Signs of more deals came yesterday after people with knowledge of the matter said Twenty-First Century Fox Inc. is willing to pay more than $75 billion for Time Warner Inc. The size and timing is reminiscent of when America Online Inc. bought Time Warner for $124 billion in 2001, said Michael Block, chief strategist at Rhino Trading Partners LLC.
“It shows a modicum of swagger and confidence,” said Block in an interview from New York yesterday. “Big deals are a symptom of a confident market.”
Acquisitions also fueled gains in biotechnology and Internet companies and increased valuations. The Dow Jones Internet Composite Index trades at 72 times reported profit and Facebook Inc., Amazon.com Inc. and Netflix Inc. have multiples above 90, according to data compiled by Bloomberg.
Concern that earnings at those companies don’t justify their share prices made them the biggest losers in a market retreat earlier this year. The Nasdaq Biotechnology Index and the Dow Jones Internet gauge fell more than 19 percent between February and May and have since rebounded.
About 80 percent of respondents in the Bloomberg poll said Internet and social media stocks are in a bubble or close to reaching unsustainable levels.
“The excessive valuations being afforded to the new age Internet stocks, which did ebb in the late spring, are indicative of a bubble,” Eric Beyrich, who responded to the poll and is a senior equity research analyst at Arbiter Partners Capital Management LLC in New York, said by email yesterday. “I don’t expect a collapse, though a five to 10 percent pullback, considering that we haven’t had one in over a year, seems increasingly probable.”
Sixty-seven percent of those surveyed expect the Chicago Board Options Exchange Volatility Index to rise in the next six months. The gauge, known as the VIX, dropped to a seven-year low earlier this month.
The S&P 500 has gone without a 10 percent loss for 33 months, the longest stretch since 2003. On average, corrections have occurred every 18 months since 1946, according to a study by Sam Stovall, chief equity strategist at S&P Capital IQ.
About half of the poll respondents said the Fed is too accommodative, while 41 percent consider monetary policy as appropriate. The central bank needs to press on with record monetary stimulus to combat persistent job market weakness, Fed Chair Janet Yellen said in remarks to the Senate this week.
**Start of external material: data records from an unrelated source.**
//! HTTP client for the remote financial records API
//!
//! Endpoints, relative to the configured base URL:
//! - GET    /financial-records/getAllByUserID/{userId}
//! - POST   /financial-records
//! - PUT    /financial-records/{id}
//! - DELETE /financial-records/{id}

pub mod error;

use std::time::Duration;

use async_trait::async_trait;
use fintrack_config::Config;
use fintrack_core::{CoreResult, FinancialRecord, RecordsApi};
use reqwest::{Client, Response};
use serde::de::DeserializeOwned;

pub use error::{ClientError, ClientResult};

const RECORDS_PATH: &str = "financial-records";

/// `RecordsApi` over HTTP
#[derive(Debug, Clone)]
pub struct HttpRecordsApi {
    client: Client,
    base_url: String,
}

impl HttpRecordsApi {
    /// Build a client for `base_url` with a per-request timeout
    pub fn new(base_url: &str, timeout: Duration) -> ClientResult<Self> {
        let client = Client::builder()
            .timeout(timeout)
            .build()
            .map_err(|e| ClientError::Setup {
                message: e.to_string(),
            })?;

        Ok(Self {
            client,
            base_url: base_url.trim_end_matches('/').to_string(),
        })
    }

    pub fn from_config(config: &Config) -> ClientResult<Self> {
        Self::new(
            config.api_base_url(),
            Duration::from_secs(config.api.timeout_secs),
        )
    }

    pub fn base_url(&self) -> &str {
        &self.base_url
    }

    fn collection_url(&self) -> String {
        format!("{}/{}", self.base_url, RECORDS_PATH)
    }

    fn record_url(&self, id: &str) -> String {
        format!("{}/{}/{}", self.base_url, RECORDS_PATH, urlencoding::encode(id))
    }

    fn user_records_url(&self, user_id: &str) -> String {
        format!(
            "{}/{}/getAllByUserID/{}",
            self.base_url,
            RECORDS_PATH,
            urlencoding::encode(user_id)
        )
    }

    async fn fetch_all_inner(&self, user_id: &str) -> ClientResult<Vec<FinancialRecord>> {
        let url = self.user_records_url(user_id);
        log::debug!("GET {}", url);
        let response = self.client.get(&url).send().await?;
        decode(check(response)?).await
    }

    async fn create_inner(&self, record: &FinancialRecord) -> ClientResult<FinancialRecord> {
        let url = self.collection_url();
        log::debug!("POST {}", url);
        let response = self.client.post(&url).json(record).send().await?;
        decode(check(response)?).await
    }

    async fn update_inner(&self, id: &str, record: &FinancialRecord) -> ClientResult<FinancialRecord> {
        let url = self.record_url(id);
        log::debug!("PUT {}", url);
        let response = self.client.put(&url).json(record).send().await?;
        decode(check(response)?).await
    }

    async fn delete_inner(&self, id: &str) -> ClientResult<()> {
        let url = self.record_url(id);
        log::debug!("DELETE {}", url);
        let response = self.client.delete(&url).send().await?;
        check(response)?;
        Ok(())
    }
}

fn check(response: Response) -> ClientResult<Response> {
    let status = response.status();
    if status.is_success() {
        Ok(response)
    } else {
        Err(ClientError::Status {
            status: status.as_u16(),
        })
    }
}

async fn decode<T: DeserializeOwned>(response: Response) -> ClientResult<T> {
    let body = response.bytes().await?;
    serde_json::from_slice(&body).map_err(|e| ClientError::Decode {
        message: e.to_string(),
    })
}

#[async_trait]
impl RecordsApi for HttpRecordsApi {
    async fn fetch_all(&self, user_id: &str) -> CoreResult<Vec<FinancialRecord>> {
        Ok(self.fetch_all_inner(user_id).await?)
    }

    async fn create(&self, record: &FinancialRecord) -> CoreResult<FinancialRecord> {
        Ok(self.create_inner(record).await?)
    }

    async fn update(&self, id: &str, record: &FinancialRecord) -> CoreResult<FinancialRecord> {
        Ok(self.update_inner(id, record).await?)
    }

    async fn delete(&self, id: &str) -> CoreResult<()> {
        Ok(self.delete_inner(id).await?)
    }
}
The Fed’s policy of keeping interest rates near zero for so long is risky and baffling, said Stan Druckenmiller, a hedge-fund manager with one of the best track records in the industry. Druckenmiller, who spoke yesterday at the CNBC Institutional Investor Delivering Alpha Conference in New York, also questioned the Fed’s certainty over its forecasts given mistakes in the past.
Minutes of the Fed’s June meeting showed some Fed policy makers were concerned investors may be growing too complacent about the economic outlook. Fifty-one percent of people surveyed in the Bloomberg poll said macroprudential measures used by central bankers will prove ineffective at preventing systemic financial risk.
“We’re continuing to have very lax monetary policy,” Faulkner of OTC Global Holdings said. “That’s spilling over even though strong balance sheets and continuing positive economic news indicate we probably should be cutting back and raising interest rates.”